ASSIGNED TASK: Each line from the beginning of the entries below through the line that includes "pub fn call_counts(&self)" must be returned exactly as given.

─── PROVIDED RECORDS

impl MemoryTransport {
    pub fn new() -> Self {
        Self::default()
    }

    pub fn session(&self) -> u64 {
        self.session
    }

    pub fn node(&self, id: RemoteNodeId) -> Option<&MemoryNode> {
        self.nodes.get(&id)
    }

    pub fn nodes(&self) -> impl Iterator<Item = &MemoryNode> {
        self.nodes.values()
    }

    pub fn node_count(&self) -> usize {
        self.nodes.len()
    }

    pub fn children(&self, id: RemoteNodeId) -> Vec<RemoteNodeId> {
        self.nodes
            .values()
            .filter(|node| node.parent == Some(id))
            .map(|node| node.id)
            .collect()
    }

    pub fn find_by_name(&self, name: &str) -> Option<&MemoryNode> {
        self.nodes.values().find(|node| node.name == name)
    }

    /// Inputs of `node` in index order.
    pub fn inputs(&self, id: RemoteNodeId) -> Vec<RemoteNodeId> {
        self.nodes
            .get(&id)
            .map(|node| node.inputs.values().copied().collect())
            .unwrap_or_default()
    }

    pub fn call_count(&self, call: TransportCall) -> u64 {
        self.calls.get(&call).copied().unwrap_or(0)
    }

    pub fn call_counts(&self) -> &BTreeMap<TransportCall, u64> {
        &self.calls
    }

    pub fn reset_counters(&mut self) {
        self.calls.clear();
    }

    /// Fails the next `call` with `code`.
    pub fn fail_call(&mut self, call: TransportCall, code: ResultCode) {
        self.faults.push(Fault {
            call,
            node_name: None,
            code,
            once: true,
        });
    }

    /// Fails every `call` on nodes whose path (`parent/child` names) contains
    /// `fragment` until cleared.
    pub fn fail_call_for(&mut self, call: TransportCall, fragment: &str, code: ResultCode) {
        self.faults.push(Fault {
            call,
            node_name: Some(fragment.to_string()),
            code,
            once: false,
        });
    }

    pub fn clear_faults(&mut self) {
        self.faults.clear();
        self.cancel_hook = None;
    }

    /// Raises `flag` the next time `call` is issued, as if the host cancelled the
    /// rebuild while the engine was busy.
    pub fn cancel_on(&mut self, call: TransportCall, flag: CancelFlag) {
        self.cancel_hook = Some((call, flag));
    }

    pub fn node_path(&self, id: RemoteNodeId) -> Option<String> {
        let node = self.nodes.get(&id)?;
        match node.parent.and_then(|parent| self.node_path(parent)) {
            Some(parent) => Some(format!("{parent}/{}", node.name)),
            None => Some(node.name.clone()),
        }
    }

    /// Simulates a restarted engine: every node disappears and old ids stay invalid.
    pub fn reset_session(&mut self) {
        self.nodes.clear();
        self.session += 1;
    }

    fn record(&mut self, call: TransportCall, name: Option<&str>) -> TransportResult<()> {
        *self.calls.entry(call).or_default() += 1;
        if let Some((hook, flag)) = &self.cancel_hook {
            if *hook == call {
                flag.cancel();
                self.cancel_hook = None;
            }
        }
        let hit = self.faults.iter().position(|fault| {
            fault.call == call
                && match (&fault.node_name, name) {
                    (None, _) => true,
                    (Some(fragment), Some(name)) => name.contains(fragment.as_str()),
                    (Some(_), None) => false,
                }
        });
        if let Some(index) = hit {
            let code = self.faults[index].code;
            if self.faults[index].once {
                self.faults.remove(index);
            }
            return Err(code);
        }
        Ok(())
    }

    fn record_on(&mut self, call: TransportCall, node: RemoteNodeId) -> TransportResult<()> {
        let name = self.node_path(node);
        self.record(call, name.as_deref())?;
        if name.is_none() {
            return Err(ResultCode::NodeInvalid);
        }
        Ok(())
    }

    fn node_mut(&mut self, id: RemoteNodeId) -> TransportResult<&mut MemoryNode> {
        self.nodes.get_mut(&id).ok_or(ResultCode::NodeInvalid)
    }

    fn alloc_node_id(&mut self) -> RemoteNodeId {
        let id = self.next_node_id;
        self.next_node_id += 1;
        RemoteNodeId(id)
    }

    fn collect_subtree(&self, root: RemoteNodeId, out: &mut Vec<RemoteNodeId>) {
        out.push(root);
        for child in self.children(root) {
            self.collect_subtree(child, out);
        }
    }
}

impl Transport for MemoryTransport {
    fn create_node(
        &mut self,
        parent: Option<RemoteNodeId>,
        operator: &str,
        name: &str,
    ) -> TransportResult<RemoteNodeId> {
        self.record(TransportCall::CreateNode, Some(name))?;
        if let Some(parent) = parent {
            if !self.nodes.contains_key(&parent) {
                return Err(ResultCode::NodeInvalid);
            }
        }
        let id = self.alloc_node_id();
        self.nodes.insert(
            id,
            MemoryNode {
                id,
                parent,
                operator: operator.to_string(),
                name: name.to_string(),
                inputs: BTreeMap::new(),
                display: false,
                transform: None,
                int_parms: BTreeMap::new(),
                pending: StoredPart::default(),
                geometry: None,
            },
        );
        Ok(id)
    }

    fn delete_node(&mut self, node: RemoteNodeId) -> TransportResult<()> {
        self.record_on(TransportCall::DeleteNode, node)?;
        let mut doomed = Vec::new();
        self.collect_subtree(node, &mut doomed);
        for id in &doomed {
            self.nodes.remove(id);
        }
        for other in self.nodes.values_mut() {
            other.inputs.retain(|_, upstream| !doomed.contains(upstream));
        }
        Ok(())
    }

    fn is_node_valid(&self, node: RemoteNodeId) -> bool {
        self.nodes.contains_key(&node)
    }

    fn parent_node(&self, node: RemoteNodeId) -> TransportResult<Option<RemoteNodeId>> {
        self.nodes
            .get(&node)
            .map(|n| n.parent)
            .ok_or(ResultCode::NodeInvalid)
    }

    fn connect_node_input(
        &mut self,
        node: RemoteNodeId,
        input_index: u32,
        upstream: RemoteNodeId,
    ) -> TransportResult<()> {
        self.record_on(TransportCall::ConnectNodeInput, node)?;
        if !self.nodes.contains_key(&upstream) {
            return Err(ResultCode::NodeInvalid);
        }
        self.node_mut(node)?.inputs.insert(input_index, upstream);
        Ok(())
    }

    fn disconnect_node_input(
        &mut self,
        node: RemoteNodeId,
        input_index: u32,
    ) -> TransportResult<()> {
        self.record_on(TransportCall::DisconnectNodeInput, node)?;
        self.node_mut(node)?.inputs.remove(&input_index);
        Ok(())
    }

    fn node_input_count(&self, node: RemoteNodeId) -> TransportResult<u32> {
        let node = self.nodes.get(&node).ok_or(ResultCode::NodeInvalid)?;
        Ok(node
            .inputs
            .keys()
            .next_back()
            .map(|last| last + 1)
            .unwrap_or(0))
    }

    fn set_node_display(&mut self, node: RemoteNodeId, on: bool) -> TransportResult<()> {
        self.record_on(TransportCall::SetNodeDisplay, node)?;
        let parent = self.node_mut(node)?.parent;
        if on {
            for sibling in self.nodes.values_mut() {
                if sibling.parent == parent {
                    sibling.display = false;
                }
            }
        }
        self.node_mut(node)?.display = on;
        Ok(())
    }

    fn set_object_transform(
        &mut self,
        node: RemoteNodeId,
        transform: &EngineTransform,
    ) -> TransportResult<()> {
        self.record_on(TransportCall::SetObjectTransform, node)?;
        self.node_mut(node)?.transform = Some(*transform);
        Ok(())
    }

    fn set_parm_int(&mut self, node: RemoteNodeId, name: &str, value: i32) -> TransportResult<()> {
        self.record_on(TransportCall::SetParmInt, node)?;
        self.node_mut(node)?
            .int_parms
            .insert(name.to_string(), value);
        Ok(())
    }

    fn set_part_info(&mut self, node: RemoteNodeId, info: &PartInfo) -> TransportResult<()> {
        self.record_on(TransportCall::SetPartInfo, node)?;
        let target = self.node_mut(node)?;
        target.pending = StoredPart {
            info: Some(*info),
            ..StoredPart::default()
        };
        Ok(())
    }

    fn add_attribute(
        &mut self,
        node: RemoteNodeId,
        name: &str,
        info: &AttributeInfo,
    ) -> TransportResult<()> {
        self.record_on(TransportCall::AddAttribute, node)?;
        let target = self.node_mut(node)?;
        if target.pending.info.is_none() {
            return Err(ResultCode::InvalidArgument);
        }
        target.pending.attributes.insert(
            (info.owner, name.to_string()),
            StoredAttribute {
                info: *info,
                data: None,
            },
        );
        Ok(())
    }

    fn set_attribute_data(
        &mut self,
        node: RemoteNodeId,
        name: &str,
        info: &AttributeInfo,
        data: &AttributeData<'_>,
    ) -> TransportResult<()> {
        self.record_on(TransportCall::SetAttributeData, node)?;
        let target = self.node_mut(node)?;
        let Some(stored) = target
            .pending
            .attributes
            .get_mut(&(info.owner, name.to_string()))
        else {
            return Err(ResultCode::InvalidArgument);
        };
        if stored.info != *info
            || data.scalar_len() != info.expected_scalars()
            || data.storage_kind() != info.storage
        {
            return Err(ResultCode::InvalidArgument);
        }
        stored.data = Some(StoredData::from(data));
        Ok(())
    }

    fn set_vertex_list(&mut self, node: RemoteNodeId, vertices: &[u32]) -> TransportResult<()> {
        self.record_on(TransportCall::SetVertexList, node)?;
        let target = self.node_mut(node)?;
        match target.pending.info {
            Some(info) if info.vertex_count == vertices.len() => {
                target.pending.vertex_list = vertices.to_vec();
                Ok(())
            }
            _ => Err(ResultCode::InvalidArgument),
        }
    }

    fn set_face_counts(&mut self, node: RemoteNodeId, counts: &[u32]) -> TransportResult<()> {
        self.record_on(TransportCall::SetFaceCounts, node)?;
        let target = self.node_mut(node)?;
        match target.pending.info {
            Some(info) if info.face_count == counts.len() => {
                target.pending.face_counts = counts.to_vec();
                Ok(())
            }
            _ => Err(ResultCode::InvalidArgument),
        }
    }

    fn commit_geo(&mut self, node: RemoteNodeId) -> TransportResult<()> {
        self.record_on(TransportCall::CommitGeo, node)?;
        let target = self.node_mut(node)?;
        if target.pending.info.is_none() {
            return Err(ResultCode::InvalidArgument);
        }
        let incomplete = target
            .pending
            .attributes
            .values()
            .any(|attribute| attribute.data.is_none());
        if incomplete {
            return Err(ResultCode::InvalidArgument);
        }
        target.geometry = Some(std::mem::take(&mut target.pending));
        Ok(())
    }
}

impl StoredAttribute {
    pub fn floats(&self) -> Option<&[f32]> {
        match &self.data {
            Some(StoredData::Float(values)) => Some(values),
            _ => None,
        }
    }

    pub fn strings(&self) -> Option<&[String]> {
        match &self.data {
            Some(StoredData::String(values)) => Some(values),
            _ => None,
        }
    }

    pub fn ints(&self) -> Option<&[i32]> {
        match &self.data {
            Some(StoredData::Int(values)) => Some(values),
            _ => None,
        }
    }

    pub fn storage(&self) -> StorageKind {
        self.info.storage
    }
}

──────

PROBLEM SOLUTION:
impl MemoryTransport {
    pub fn new() -> Self {
        Self::default()
    }

    pub fn session(&self) -> u64 {
        self.session
    }

    pub fn node(&self, id: RemoteNodeId) -> Option<&MemoryNode> {
        self.nodes.get(&id)
    }

    pub fn nodes(&self) -> impl Iterator<Item = &MemoryNode> {
        self.nodes.values()
    }

    pub fn node_count(&self) -> usize {
        self.nodes.len()
    }

    pub fn children(&self, id: RemoteNodeId) -> Vec<RemoteNodeId> {
        self.nodes
            .values()
            .filter(|node| node.parent == Some(id))
            .map(|node| node.id)
            .collect()
    }

    pub fn find_by_name(&self, name: &str) -> Option<&MemoryNode> {
        self.nodes.values().find(|node| node.name == name)
    }

    /// Inputs of `node` in index order.
    pub fn inputs(&self, id: RemoteNodeId) -> Vec<RemoteNodeId> {
        self.nodes
            .get(&id)
            .map(|node| node.inputs.values().copied().collect())
            .unwrap_or_default()
    }

    pub fn call_count(&self, call: TransportCall) -> u64 {
        self.calls.get(&call).copied().unwrap_or(0)
    }

    pub fn call_counts(&self) -> &BTreeMap<TransportCall, u64> {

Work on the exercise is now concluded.